It is debatable how much of this Flückinger and the four other members of the Austrian military detachment actually witnessed. They did not enter the graveyard until at least midday, which would have left them only five hours or so to examine 17 corpses. Not only that, but human remains do not burn easily. The cremation of a single body (much less a dozen) would have been a daunting task, even if some were newborns. Then the pyres would have to cool before the ashes could be gathered. Darkness was surely falling, and the gypsies may already have begun their gruesome work.

Having just sanctioned this mass desecration, the Austrians were doubtless eager to depart. Perhaps they would find an old Ottoman caravanserai somewhere along their return route to Belgrade. Or perhaps they stayed in the village instead, watching the massive pyres roar throughout the night, the severed heads rolling about as the burning wood shifted and settled. After what they had just seen and heard, it would be understandable if they chose not to return through that dark forest by night.

FALLACIOUS FICTIONS OF HUMAN FANTASY

Back in Belgrade, Flückinger dutifully prepared his report. “Visum et Repertum”—“Seen and Discovered”—was sealed and notarized by the surgeon, his two medical associates, and the two regular officers.
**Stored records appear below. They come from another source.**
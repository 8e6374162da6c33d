//! Banner image upload validation and inline encoding.

use anyhow::{Context, Result};
use base64::{engine::general_purpose::STANDARD, Engine as _};
use std::fmt;
use std::fs;
use std::path::Path;

use crate::models::BannerImage;

/// Raw upload as delivered by a file picker or drop surface.
#[derive(Debug, Clone, PartialEq, Eq)]
pub struct ImageUpload {
    /// File contents
    pub bytes: Vec<u8>,
    /// Declared MIME type (may be empty)
    pub mime_type: String,
    /// Original file name
    pub file_name: String,
}

impl ImageUpload {
    /// Creates an upload from its three parts.
    pub fn new(bytes: Vec<u8>, mime_type: impl Into<String>, file_name: impl Into<String>) -> Self {
        Self {
            bytes,
            mime_type: mime_type.into(),
            file_name: file_name.into(),
        }
    }

    /// Reads a local file, guessing the MIME type from its extension.
    pub fn from_path(path: &Path) -> Result<Self> {
        let bytes = fs::read(path).context(format!("Failed to read image: {}", path.display()))?;
        let mime_type = mime_guess::from_path(path)
            .first()
            .map(|mime| mime.essence_str().to_string())
            .unwrap_or_default();
        let file_name = path
            .file_name()
            .map(|name| name.to_string_lossy().into_owned())
            .unwrap_or_default();

        Ok(Self::new(bytes, mime_type, file_name))
    }

    /// Declared MIME type, or one guessed from the file name when none was given.
    pub fn effective_mime_type(&self) -> String {
        let declared = self.mime_type.trim();
        if !declared.is_empty() {
            return declared.to_ascii_lowercase();
        }
        mime_guess::from_path(&self.file_name)
            .first()
            .map(|mime| mime.essence_str().to_string())
            .unwrap_or_default()
    }
}

/// Why an upload was refused.
#[derive(Debug, Clone, PartialEq, Eq)]
pub enum UploadRejection {
    /// No bytes were supplied
    Empty,
    /// The MIME type is not `image/*`
    NotAnImage {
        /// The offending type (empty when unknown)
        mime_type: String,
    },
    /// The file exceeds the configured maximum
    TooLarge {
        /// Upload size in bytes
        size: u64,
        /// Maximum accepted size in bytes
        max_bytes: u64,
    },
}

impl fmt::Display for UploadRejection {
    fn fmt(&self, f: &mut fmt::Formatter<'_>) -> fmt::Result {
        match self {
            Self::Empty => write!(f, "The selected file is empty."),
            Self::NotAnImage { mime_type } if mime_type.is_empty() => {
                write!(f, "Please select an image file.")
            }
            Self::NotAnImage { mime_type } => {
                write!(f, "Please select an image file ('{mime_type}' is not an image).")
            }
            Self::TooLarge { max_bytes, .. } => write!(
                f,
                "File size exceeds the maximum limit of {}.",
                format_size(*max_bytes)
            ),
        }
    }
}

impl std::error::Error for UploadRejection {}

fn format_size(bytes: u64) -> String {
    const KB: u64 = 1024;
    const MB: u64 = 1024 * 1024;

    if bytes >= MB && bytes % MB == 0 {
        format!("{}MB", bytes / MB)
    } else if bytes >= KB && bytes % KB == 0 {
        format!("{}KB", bytes / KB)
    } else {
        format!("{bytes} bytes")
    }
}

/// Validation rules for banner uploads.
#[derive(Debug, Clone, Copy, PartialEq, Eq)]
pub struct UploadPolicy {
    max_bytes: u64,
}

impl UploadPolicy {
    /// Accepts images up to `max_bytes`.
    pub fn new(max_bytes: u64) -> Self {
        Self { max_bytes }
    }

    /// Maximum accepted size in bytes.
    pub fn max_bytes(&self) -> u64 {
        self.max_bytes
    }

    /// Checks an upload, returning its resolved MIME type.
    pub fn validate(&self, upload: &ImageUpload) -> Result<String, UploadRejection> {
        if upload.bytes.is_empty() {
            return Err(UploadRejection::Empty);
        }

        let mime_type = upload.effective_mime_type();
        if !mime_type.starts_with("image/") {
            return Err(UploadRejection::NotAnImage { mime_type });
        }

        let size = upload.bytes.len() as u64;
        if size > self.max_bytes {
            return Err(UploadRejection::TooLarge {
                size,
                max_bytes: self.max_bytes,
            });
        }

        Ok(mime_type)
    }

    /// Checks a stored banner reference.
    ///
    /// Plain URLs only need to be non-empty; inline `data:` URLs are decoded
    /// and validated like an upload.
    pub fn validate_reference(&self, source: &str) -> Result<(), UploadRejection> {
        if source.trim().is_empty() {
            return Err(UploadRejection::Empty);
        }
        match decode_data_url(source) {
            Some(upload) => self.validate(&upload).map(|_| ()),
            None if source.starts_with("data:") => Err(UploadRejection::NotAnImage {
                mime_type: String::new(),
            }),
            None => Ok(()),
        }
    }

    /// Validates an upload and turns it into an inline banner.
    pub fn accept(&self, upload: &ImageUpload) -> Result<BannerImage, UploadRejection> {
        let mime_type = self.validate(upload)?;
        let name = if upload.file_name.trim().is_empty() {
            "uploaded-image".to_string()
        } else {
            upload.file_name.clone()
        };
        Ok(BannerImage::new(name, encode_data_url(&mime_type, &upload.bytes)))
    }
}

impl Default for UploadPolicy {
    fn default() -> Self {
        Self::new(2 * 1024 * 1024)
    }
}

/// Encodes bytes as an embeddable `data:` URL.
pub fn encode_data_url(mime_type: &str, bytes: &[u8]) -> String {
    format!("data:{};base64,{}", mime_type, STANDARD.encode(bytes))
}

/// Decodes a base64 `data:` URL back into an upload.
///
/// Returns `None` for anything that is not a well-formed base64 data URL.
pub fn decode_data_url(source: &str) -> Option<ImageUpload> {
    let rest = source.strip_prefix("data:")?;
    let (header, payload) = rest.split_once(',')?;
    let mime_type = header.strip_suffix(";base64")?;
    let bytes = STANDARD.decode(payload.trim()).ok()?;
    Some(ImageUpload::new(bytes, mime_type, ""))
}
They further attested that all that had been observed “in the matter of vampires…is in every way truthful and has been undertaken, observed, and examined in our own presence.” It was dated January 26, 1732, and dispatched to Hapsburg emperor Charles VI.

Within weeks of being reprinted in a Nuremberg scientific journal, “Visum et Repertum” became a surprise best seller at the 1732 Leipzig Book Fair.

Not that stories about revenants—those returned from the dead—were new; reports of vampire eruptions had been regular features of central and eastern European life for years. But “Visum et Repertum” was not just another compendium of fantastic tales; there was no fiendish corpse in it. Rather, as a report of scientific observations, it appealed to Enlightenment scholars precisely because Flückinger’s conclusions amounted to a medical acknowledgment that a phenomenon called vampirism might exist. It thus kindled a fierce debate throughout the German academic and medical establishment.

Suddenly Arnold Paole and Stanoika were on lips from Leipzig to London. Newsstands carried copies of “Dissertatio de Vampyris Serviensibus” (“On the Serbian Vampires”), “Dissertationes de Masticatione Mortuorum” (“On the Chewing Dead”), “Dissertatio de Cadauveribus Sanguisugis” (“On the Bloodsucking Dead”), and so on. At least 14 treatises and 4 dissertations on the subject were published within a year or two of “Visum et Repertum.”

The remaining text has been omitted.